→ Exercise description
Examine the records and identify each line that includes the string "request". Copy those lines.

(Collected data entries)
● ● ●
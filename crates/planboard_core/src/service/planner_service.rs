//! Planner tree facade: stages, layers, and stage reordering.
//!
//! # Invariants
//! - The planner singleton is created exactly once; repeated
//!   initialization is a no-op returning the existing tree.
//! - Stage reordering persists one update per stage, never a bulk write.
//! - Stage and layer deletion cascades to the projects (and their boards
//!   and tasks) living in the deleted container.

use crate::model::{ContentPlanner, Layer, LayerId, Stage, StageId};
use crate::order::reorder_within;
use crate::service::{delete_project_cascade, require_text, ServiceError, ServiceResult};
use crate::store::{PlannerStore, ProjectFilter, StagePatch};
use log::info;

/// Drag payload for reordering the stage collection.
///
/// `source_index`/`dest_index` address the stage list sorted by order;
/// the entity found at `source_index` must be `stage_id`, otherwise the
/// caller's view is stale.
#[derive(Debug, Clone, Copy, PartialEq, Eq)]
pub struct StageMove {
    pub stage_id: StageId,
    pub source_index: usize,
    pub dest_index: usize,
}

/// Facade over the planner tree.
pub struct PlannerService<S: PlannerStore> {
    store: S,
}

impl<S: PlannerStore> PlannerService<S> {
    /// Creates the facade over a store implementation.
    pub fn new(store: S) -> Self {
        Self { store }
    }

    /// Loads the planner singleton, creating the default board on first
    /// use. Idempotent: an existing tree is returned untouched.
    pub fn ensure_initialized(&self) -> ServiceResult<ContentPlanner> {
        if let Some(planner) = self.store.get_planner()? {
            return Ok(planner);
        }
        let planner = ContentPlanner::bootstrap();
        self.store.init_planner(&planner)?;
        info!(
            "event=planner_bootstrap module=service status=ok stages={}",
            planner.stages.len()
        );
        Ok(planner)
    }

    /// Creates a stage appended after the current last stage.
    pub fn create_stage(&self, name: &str, layer_names: &[&str]) -> ServiceResult<Stage> {
        let name = require_text("stage name", name)?;
        let mut layers = Vec::with_capacity(layer_names.len());
        for (index, layer_name) in layer_names.iter().enumerate() {
            layers.push(Layer::new(require_text("layer name", layer_name)?, index as i64));
        }

        let planner = self.require_planner()?;
        let stage = Stage::new(name, planner.stages.len() as i64, layers);
        self.store.add_stage(&stage)?;
        Ok(stage)
    }

    /// Renames a stage.
    pub fn rename_stage(&self, stage_id: StageId, name: &str) -> ServiceResult<Stage> {
        let name = require_text("stage name", name)?;
        let patch = StagePatch {
            name: Some(name),
            ..StagePatch::default()
        };
        self.store
            .update_stage(stage_id, &patch)?
            .ok_or(ServiceError::NotFound {
                entity: "stage",
                id: stage_id,
            })
    }

    /// Deletes a stage, its layers, and every project living in it.
    ///
    /// Surviving stages keep their `order` values; gaps are tolerated.
    pub fn delete_stage(&self, stage_id: StageId) -> ServiceResult<()> {
        for project in self.store.list_projects(&ProjectFilter::stage(stage_id))? {
            delete_project_cascade(&self.store, project.id)?;
        }
        if !self.store.delete_stage(stage_id)? {
            return Err(ServiceError::NotFound {
                entity: "stage",
                id: stage_id,
            });
        }
        Ok(())
    }

    /// Creates a layer appended after the stage's current last layer.
    pub fn create_layer(&self, stage_id: StageId, name: &str) -> ServiceResult<Layer> {
        let name = require_text("layer name", name)?;
        let planner = self.require_planner()?;
        let stage = planner.stage(stage_id).ok_or(ServiceError::NotFound {
            entity: "stage",
            id: stage_id,
        })?;

        let layer = Layer::new(name, stage.layers.len() as i64);
        let mut layers = stage.layers.clone();
        layers.push(layer.clone());
        self.replace_layers(stage_id, layers)?;
        Ok(layer)
    }

    /// Renames a layer within a stage.
    pub fn rename_layer(
        &self,
        stage_id: StageId,
        layer_id: LayerId,
        name: &str,
    ) -> ServiceResult<Layer> {
        let name = require_text("layer name", name)?;
        let planner = self.require_planner()?;
        let stage = planner.stage(stage_id).ok_or(ServiceError::NotFound {
            entity: "stage",
            id: stage_id,
        })?;

        let mut layers = stage.layers.clone();
        let layer = layers
            .iter_mut()
            .find(|layer| layer.id == layer_id)
            .ok_or(ServiceError::NotFound {
                entity: "layer",
                id: layer_id,
            })?;
        layer.name = name;
        let renamed = layer.clone();

        self.replace_layers(stage_id, layers)?;
        Ok(renamed)
    }

    /// Deletes a layer and every project living in it.
    ///
    /// Projects in sibling layers are untouched and keep their `order`
    /// values.
    pub fn delete_layer(&self, stage_id: StageId, layer_id: LayerId) -> ServiceResult<()> {
        let planner = self.require_planner()?;
        let stage = planner.stage(stage_id).ok_or(ServiceError::NotFound {
            entity: "stage",
            id: stage_id,
        })?;
        if stage.layer(layer_id).is_none() {
            return Err(ServiceError::NotFound {
                entity: "layer",
                id: layer_id,
            });
        }

        for project in self
            .store
            .list_projects(&ProjectFilter::layer(stage_id, layer_id))?
        {
            delete_project_cascade(&self.store, project.id)?;
        }

        let layers = stage
            .layers
            .iter()
            .filter(|layer| layer.id != layer_id)
            .cloned()
            .collect();
        self.replace_layers(stage_id, layers)
    }

    /// Moves a stage to a new position in the stage collection.
    ///
    /// Returns the reordered collection. Each stage's new order is
    /// persisted with an individual update call.
    pub fn move_stage(&self, request: &StageMove) -> ServiceResult<Vec<Stage>> {
        let planner = self.require_planner()?;
        let stages = planner.stages;

        let matches = stages
            .get(request.source_index)
            .is_some_and(|stage| stage.id == request.stage_id);
        if !matches {
            return Err(ServiceError::NotFound {
                entity: "stage",
                id: request.stage_id,
            });
        }

        let dest_index = request.dest_index.min(stages.len().saturating_sub(1));
        if request.source_index == dest_index {
            return Ok(stages);
        }

        let reordered = reorder_within(stages, request.source_index, dest_index);
        for stage in &reordered {
            let patch = StagePatch {
                order: Some(stage.order),
                ..StagePatch::default()
            };
            self.store.update_stage(stage.id, &patch)?;
        }
        Ok(reordered)
    }

    fn replace_layers(&self, stage_id: StageId, layers: Vec<Layer>) -> ServiceResult<()> {
        let patch = StagePatch {
            layers: Some(layers),
            ..StagePatch::default()
        };
        self.store
            .update_stage(stage_id, &patch)?
            .ok_or(ServiceError::NotFound {
                entity: "stage",
                id: stage_id,
            })?;
        Ok(())
    }

    fn require_planner(&self) -> ServiceResult<ContentPlanner> {
        Ok(self
            .store
            .get_planner()?
            .ok_or(crate::store::StoreError::MissingPlanner)?)
    }
}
● ● ●
→ Worked solution
    pub fn move_stage(&self, request: &StageMove) -> ServiceResult<Vec<Stage>> {
            .get(request.source_index)
            .is_some_and(|stage| stage.id == request.stage_id);
                id: request.stage_id,
        let dest_index = request.dest_index.min(stages.len().saturating_sub(1));
        if request.source_index == dest_index {
        let reordered = reorder_within(stages, request.source_index, dest_index);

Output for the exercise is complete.